ACTIVITY → How many of the lines below contain "NewUser"? Answer with that number alone.

Collection entries
———

//! REST client for the MatsLogic backend.
//!
//! Provides a `Backend` trait covering every documented endpoint and an
//! `ApiClient` implementation over `reqwest`. Status codes are mapped into
//! `ApiError` so callers can tell transport failures, conflicts, and
//! not-found control-flow signals apart.

use async_trait::async_trait;
use reqwest::{Client, RequestBuilder, Response, StatusCode};
use serde::de::DeserializeOwned;
use std::time::Duration;
use thiserror::Error;

use crate::config::ApiConfig;
use crate::models::{
    Credentials, Edge, EdgeId, EdgeUpdate, Graph, NewEdge, NewGraph, NewNode, NewUser, Node,
    NodeId, TechniqueNote, TokenResponse, User,
};

// ============================================================================
// Errors
// ============================================================================

#[derive(Error, Debug)]
pub enum ApiError {
    #[error("HTTP request failed: {0}")]
    Http(#[from] reqwest::Error),

    #[error("API error ({code}): {body}")]
    Status { code: u16, body: String },

    #[error("Conflict: {0}")]
    Conflict(String),

    #[error("Not found")]
    NotFound,

    #[error("Unauthorized")]
    Unauthorized,
}

impl ApiError {
    /// True when the request never produced an HTTP response.
    pub fn is_transport(&self) -> bool {
        matches!(self, ApiError::Http(e) if !e.is_decode() && !e.is_status())
    }

    pub fn status_code(&self) -> Option<u16> {
        match self {
            ApiError::Http(e) => e.status().map(|s| s.as_u16()),
            ApiError::Status { code, .. } => Some(*code),
            ApiError::Conflict(_) => Some(409),
            ApiError::NotFound => Some(404),
            ApiError::Unauthorized => Some(401),
        }
    }
}

// ============================================================================
// Backend trait
// ============================================================================

/// Abstraction over the backend REST API.
#[async_trait]
pub trait Backend: Send + Sync {
    async fn register(&self, user: &NewUser) -> Result<User, ApiError>;

    /// Exchange credentials for a token. `None` on any non-2xx response.
    async fn login(&self, credentials: &Credentials) -> Result<Option<TokenResponse>, ApiError>;

    /// Resolve the current bearer token. `None` on any non-2xx response.
    async fn me(&self) -> Result<Option<User>, ApiError>;

    async fn list_users(&self) -> Result<Vec<User>, ApiError>;
    async fn list_graphs(&self) -> Result<Vec<Graph>, ApiError>;
    async fn create_graph(&self, graph: &NewGraph) -> Result<Graph, ApiError>;

    async fn list_nodes(&self) -> Result<Vec<Node>, ApiError>;
    async fn create_node(&self, node: &NewNode) -> Result<Node, ApiError>;
    async fn delete_node(&self, id: NodeId) -> Result<(), ApiError>;

    async fn list_edges(&self) -> Result<Vec<Edge>, ApiError>;
    async fn create_edge(&self, edge: &NewEdge) -> Result<Edge, ApiError>;
    async fn update_edge(&self, id: EdgeId, update: &EdgeUpdate) -> Result<Edge, ApiError>;
    async fn delete_edge(&self, id: EdgeId) -> Result<(), ApiError>;

    /// Fetch the technique note for a node. `None` when none exists yet.
    async fn get_technique(&self, node: NodeId) -> Result<Option<TechniqueNote>, ApiError>;
    async fn update_technique(
        &self,
        node: NodeId,
        note: &TechniqueNote,
    ) -> Result<TechniqueNote, ApiError>;
    async fn create_technique(
        &self,
        node: NodeId,
        note: &TechniqueNote,
    ) -> Result<TechniqueNote, ApiError>;

    /// Update-or-create: try `PUT` first and fall back to `POST` when the
    /// server reports the note does not exist.
    async fn save_technique(
        &self,
        node: NodeId,
        note: &TechniqueNote,
    ) -> Result<TechniqueNote, ApiError> {
        match self.update_technique(node, note).await {
            Err(ApiError::NotFound) => self.create_technique(node, note).await,
            other => other,
        }
    }
}

// ============================================================================
// ApiClient
// ============================================================================

#[derive(Debug, Clone)]
pub struct ApiClient {
    client: Client,
    base_url: String,
    token: Option<String>,
}

impl ApiClient {
    pub fn new(config: &ApiConfig) -> Result<Self, ApiError> {
        let client = Client::builder()
            .timeout(Duration::from_secs(config.timeout_seconds))
            .build()?;

        Ok(Self {
            client,
            base_url: config.base_url.trim_end_matches('/').to_string(),
            token: None,
        })
    }

    /// Create a client with a custom base URL (for testing / integration)
    pub fn with_base_url(base_url: impl Into<String>) -> Result<Self, ApiError> {
        Self::new(&ApiConfig {
            base_url: base_url.into(),
            ..ApiConfig::default()
        })
    }

    pub fn with_token(mut self, token: impl Into<String>) -> Self {
        self.token = Some(token.into());
        self
    }

    pub fn set_token(&mut self, token: Option<String>) {
        self.token = token;
    }

    pub fn token(&self) -> Option<&str> {
        self.token.as_deref()
    }

    pub fn base_url(&self) -> &str {
        &self.base_url
    }

    fn url(&self, path: &str) -> String {
        format!("{}{}", self.base_url, path)
    }

    fn authorized(&self, builder: RequestBuilder) -> RequestBuilder {
        match &self.token {
            Some(token) => builder.bearer_auth(token),
            None => builder,
        }
    }

    async fn get<T: DeserializeOwned>(&self, path: &str) -> Result<T, ApiError> {
        let response = self.authorized(self.client.get(self.url(path))).send().await?;
        decode(response).await
    }

    async fn post<B: serde::Serialize + ?Sized, T: DeserializeOwned>(
        &self,
        path: &str,
        body: &B,
    ) -> Result<T, ApiError> {
        let response = self
            .authorized(self.client.post(self.url(path)))
            .json(body)
            .send()
            .await?;
        decode(response).await
    }

    async fn put<B: serde::Serialize + ?Sized, T: DeserializeOwned>(
        &self,
        path: &str,
        body: &B,
    ) -> Result<T, ApiError> {
        let response = self
            .authorized(self.client.put(self.url(path)))
            .json(body)
            .send()
            .await?;
        decode(response).await
    }

    async fn delete(&self, path: &str) -> Result<(), ApiError> {
        let response = self
            .authorized(self.client.delete(self.url(path)))
            .send()
            .await?;
        check_status(response).await.map(|_| ())
    }
}

/// Map non-success statuses onto `ApiError`, passing successful responses through.
async fn check_status(response: Response) -> Result<Response, ApiError> {
    let status = response.status();
    if status.is_success() {
        return Ok(response);
    }

    let body = response.text().await.unwrap_or_default();
    tracing::debug!(code = status.as_u16(), body = %body, "Backend returned error status");

    Err(match status {
        StatusCode::NOT_FOUND => ApiError::NotFound,
        StatusCode::CONFLICT => ApiError::Conflict(body),
        StatusCode::UNAUTHORIZED => ApiError::Unauthorized,
        other => ApiError::Status {
            code: other.as_u16(),
            body,
        },
    })
}

async fn decode<T: DeserializeOwned>(response: Response) -> Result<T, ApiError> {
    let response = check_status(response).await?;
    Ok(response.json().await?)
}

#[async_trait]
impl Backend for ApiClient {
    async fn register(&self, user: &NewUser) -> Result<User, ApiError> {
        self.post("/auth/register", user).await
    }

    async fn login(&self, credentials: &Credentials) -> Result<Option<TokenResponse>, ApiError> {
        let response = self
            .client
            .post(self.url("/auth/token"))
            .json(credentials)
            .send()
            .await?;
        if !response.status().is_success() {
            tracing::debug!(code = response.status().as_u16(), "Token request rejected");
            return Ok(None);
        }
        Ok(Some(response.json().await?))
    }

    async fn me(&self) -> Result<Option<User>, ApiError> {
        if self.token.is_none() {
            return Ok(None);
        }
        let response = self
            .authorized(self.client.get(self.url("/auth/me")))
            .send()
            .await?;
        if !response.status().is_success() {
            return Ok(None);
        }
        Ok(Some(response.json().await?))
    }

    async fn list_users(&self) -> Result<Vec<User>, ApiError> {
        self.get("/users/").await
    }

    async fn list_graphs(&self) -> Result<Vec<Graph>, ApiError> {
        self.get("/graphs/").await
    }

    async fn create_graph(&self, graph: &NewGraph) -> Result<Graph, ApiError> {
        self.post("/graphs/", graph).await
    }

    async fn list_nodes(&self) -> Result<Vec<Node>, ApiError> {
        self.get("/nodes/").await
    }

    async fn create_node(&self, node: &NewNode) -> Result<Node, ApiError> {
        self.post("/nodes/", node).await
    }

    async fn delete_node(&self, id: NodeId) -> Result<(), ApiError> {
        self.delete(&format!("/nodes/{}", id)).await
    }

    async fn list_edges(&self) -> Result<Vec<Edge>, ApiError> {
        self.get("/edges/").await
    }

    async fn create_edge(&self, edge: &NewEdge) -> Result<Edge, ApiError> {
        self.post("/edges/", edge).await
    }

    async fn update_edge(&self, id: EdgeId, update: &EdgeUpdate) -> Result<Edge, ApiError> {
        self.put(&format!("/edges/{}", id), update).await
    }

    async fn delete_edge(&self, id: EdgeId) -> Result<(), ApiError> {
        self.delete(&format!("/edges/{}", id)).await
    }

    async fn get_technique(&self, node: NodeId) -> Result<Option<TechniqueNote>, ApiError> {
        match self.get(&format!("/nodes/{}/technique", node)).await {
            Ok(note) => Ok(Some(note)),
            Err(ApiError::NotFound) => Ok(None),
            Err(e) => Err(e),
        }
    }

    async fn update_technique(
        &self,
        node: NodeId,
        note: &TechniqueNote,
    ) -> Result<TechniqueNote, ApiError> {
        self.put(&format!("/nodes/{}/technique", node), note).await
    }

    async fn create_technique(
        &self,
        node: NodeId,
        note: &TechniqueNote,
    ) -> Result<TechniqueNote, ApiError> {
        self.post(&format!("/nodes/{}/technique", node), note).await
    }
}

// ============================================================================
// TESTS
// ============================================================================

———

RESULT FOR THIS EXERCISE → 3